Massive California Teacher Layoffs Expected Today

Thousands Of California Teachers Expected To Be Laid Off Today

This story courtesy of California Watchhttp://californiawatch.org/dailyreport/pink-slip-deadline-arrives-today-thousands-teachers-laid-9220

By Louis Freedberg

March 15 has become an annual ritual marked by pain and distress for thousands of California teachers who will receive pink slips by the end of the day today, or will be waiting to receive them in the mail.

The last time most school districts did not have to issue layoff notices was in 2007-08, a year that is fast fading from memory.

"This will be the fourth bad year in a row," said Rick Pratt, assistant executive director of the California School Boards Association. He said according to figures gathered by the California Teachers Association, districts across the state had issued some 22,000 pinks slips as of last week. The CTA will announce the cumulative total this afternoon after a series of events mark the day's grim significance.

State law requires districts to issue pink slips by today. They can rescind the layoffs by May 15, but they cannot issue new ones, except through an untested legal strategy that most districts are unlikely to attempt, Pratt said.

But the pain will be felt in virtually every region of the state. Thousands of California teachers - most of them the one's with the least seniority - will almost certainly join California's unemployment lines that show no signs of shrinking. California's 12.4 percent unemployment rate is the second highest in the nation, exceeded only by Nevada.

The jobs threatened in Los Angeles alone are equivalent to the job losses that occurred. for example, when Toyota closed the NUMMI plant in Fremont two years ago. But in this case, teachers aren't working on an assembly line that can be shut down, but educating children who will come to school regardless of whether teachers are there or not. So the layoffs don't mean ending a line of products, but rather will mean larger class sizes, shorter school years, and in general far less individual attention for children, as California Watch has documented in several stories over the past 18 months.

Districts appear to have little confidence that the special election Gov. Jerry Brown wants to call this summer to extend some $12 billion in taxes will actually happen, and if it does, whether voters will support it. According to State Superintendent of Public Instruction Tom Torlakson, the tax extensions would raise $4.5 billion for K-12 schools. Most districts are issuing pink slips based on the assumption that they won't have those funds to keep teachers on their payroll.

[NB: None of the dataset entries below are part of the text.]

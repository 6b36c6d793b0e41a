//! Strongly-typed identifiers used across the domain.

use core::str::FromStr;
use serde::{Deserialize, Serialize};
use uuid::Uuid;

use crate::error::DomainError;

/// Identifier of an aggregate root.
///
/// Domain crates wrap this in their own newtypes (`ProductId`, `OrderId`, ...)
/// so streams of different kinds cannot be mixed up at compile time.
#[derive(Debug, Copy, Clone, PartialEq, Eq, Hash, PartialOrd, Ord, Serialize, Deserialize)]
#[serde(transparent)]
pub struct AggregateId(Uuid);

macro_rules! impl_uuid_newtype {
    ($t:ty, $name:literal) => {
        impl $t {
            /// Create a new identifier.
            ///
            /// Uses UUIDv7 (time-ordered). Prefer passing IDs explicitly in tests
            /// for determinism.
            pub fn new() -> Self {
                Self(Uuid::now_v7())
            }

            pub fn from_uuid(uuid: Uuid) -> Self {
                Self(uuid)
            }

            pub fn as_uuid(&self) -> &Uuid {
                &self.0
            }
        }

        impl Default for $t {
            fn default() -> Self {
                Self::new()
            }
        }

        impl core::fmt::Display for $t {
            fn fmt(&self, f: &mut core::fmt::Formatter<'_>) -> core::fmt::Result {
                core::fmt::Display::fmt(&self.0, f)
            }
        }

        impl From<Uuid> for $t {
            fn from(value: Uuid) -> Self {
                Self(value)
            }
        }

        impl From<$t> for Uuid {
            fn from(value: $t) -> Self {
                value.0
            }
        }

        impl FromStr for $t {
            type Err = DomainError;

            fn from_str(s: &str) -> Result<Self, Self::Err> {
                let uuid = Uuid::from_str(s)
                    .map_err(|e| DomainError::invalid_id(format!("{}: {}", $name, e)))?;
                Ok(Self(uuid))
            }
        }
    };
}

impl_uuid_newtype!(AggregateId, "AggregateId");

impl AggregateId {
    /// Derive a deterministic identifier from a natural key (UUIDv5).
    ///
    /// Streams keyed by an external identity (a SKU, a payment reference)
    /// use this so the same key always addresses the same stream, which is
    /// what turns "create twice" into a version conflict instead of a
    /// duplicate.
    pub fn derived(namespace: &Uuid, key: &str) -> Self {
        Self(Uuid::new_v5(namespace, key.as_bytes()))
    }
}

Hopes for a successful June election dwindled even further with the news that talks with the handful of Republican lawmakers who might have provided the necessary votes in the Legislature to place it on the ballot had broken down over the weekend.

By far the biggest "reduction in force," or RIF as it is typically referred to in education circles, will most likely be in Los Angeles which is expected to issue layoff notices to some 4,000 teachers and thousands of other staff.

Orange County school districts are expected to issue pink slips to nearly 1,500 teachers, counselors and other "certificated" employees, according to a detailed analysis by the Orange County Register. By far the most will be in the Capistrano Unified School District, which told the Register it plans to issue 155 pink slips.

Inland Empire districts surveyed by the Inland Daily Bulletin say they will lay off 600 teachers. The San Francisco Unified school board has voted to issue more than 400 pink slips. Oakland schools plans to send out out layoff notices to 657 employees, some of whom work part time, according to district spokesperson Troy Fint.

Flint said the layoff notices, which represent 538 full-time-equivalent employees, are based on a projected reduction of $900 per child, or a total reduction of $24 million in the district's budget.

Some districts have been able to avoid layoffs with the help of funds received last year through the $10 billion Education Jobs Funds approved by Congress last summer - something that would be unimaginable in the current budget-cutting mood in the House of Representatives today.

As a result of $8.3 million in federal monies it received from the fund, Santa Ana Unified, Orange County's largest district, says it won't have to lay off any teachers. Ten other districts in Orange County will similarly be able to avoid layoffs, according to the Orange County Register survey.

The state school board association's Pratt, a leading school finance expert, said there is one possible scenario by which districts could lay off additional teachers if they haven't given them a pink slip by today.

He said under a little known state law, if a school's general purpose funding did not increase by at least 2 percent over the previous school year, then districts could lay off teachers that didn't get the March notice.

The window for that would open five days after the Legislature and Gov. Brown enacted a budget, and would close on Aug. 15. But Pratt said this strategy had never been tested in court. That makes it unlikely that districts will take a chance and not issue pink slips now, instead relying on a speculative legal maneuver to do so at a later time.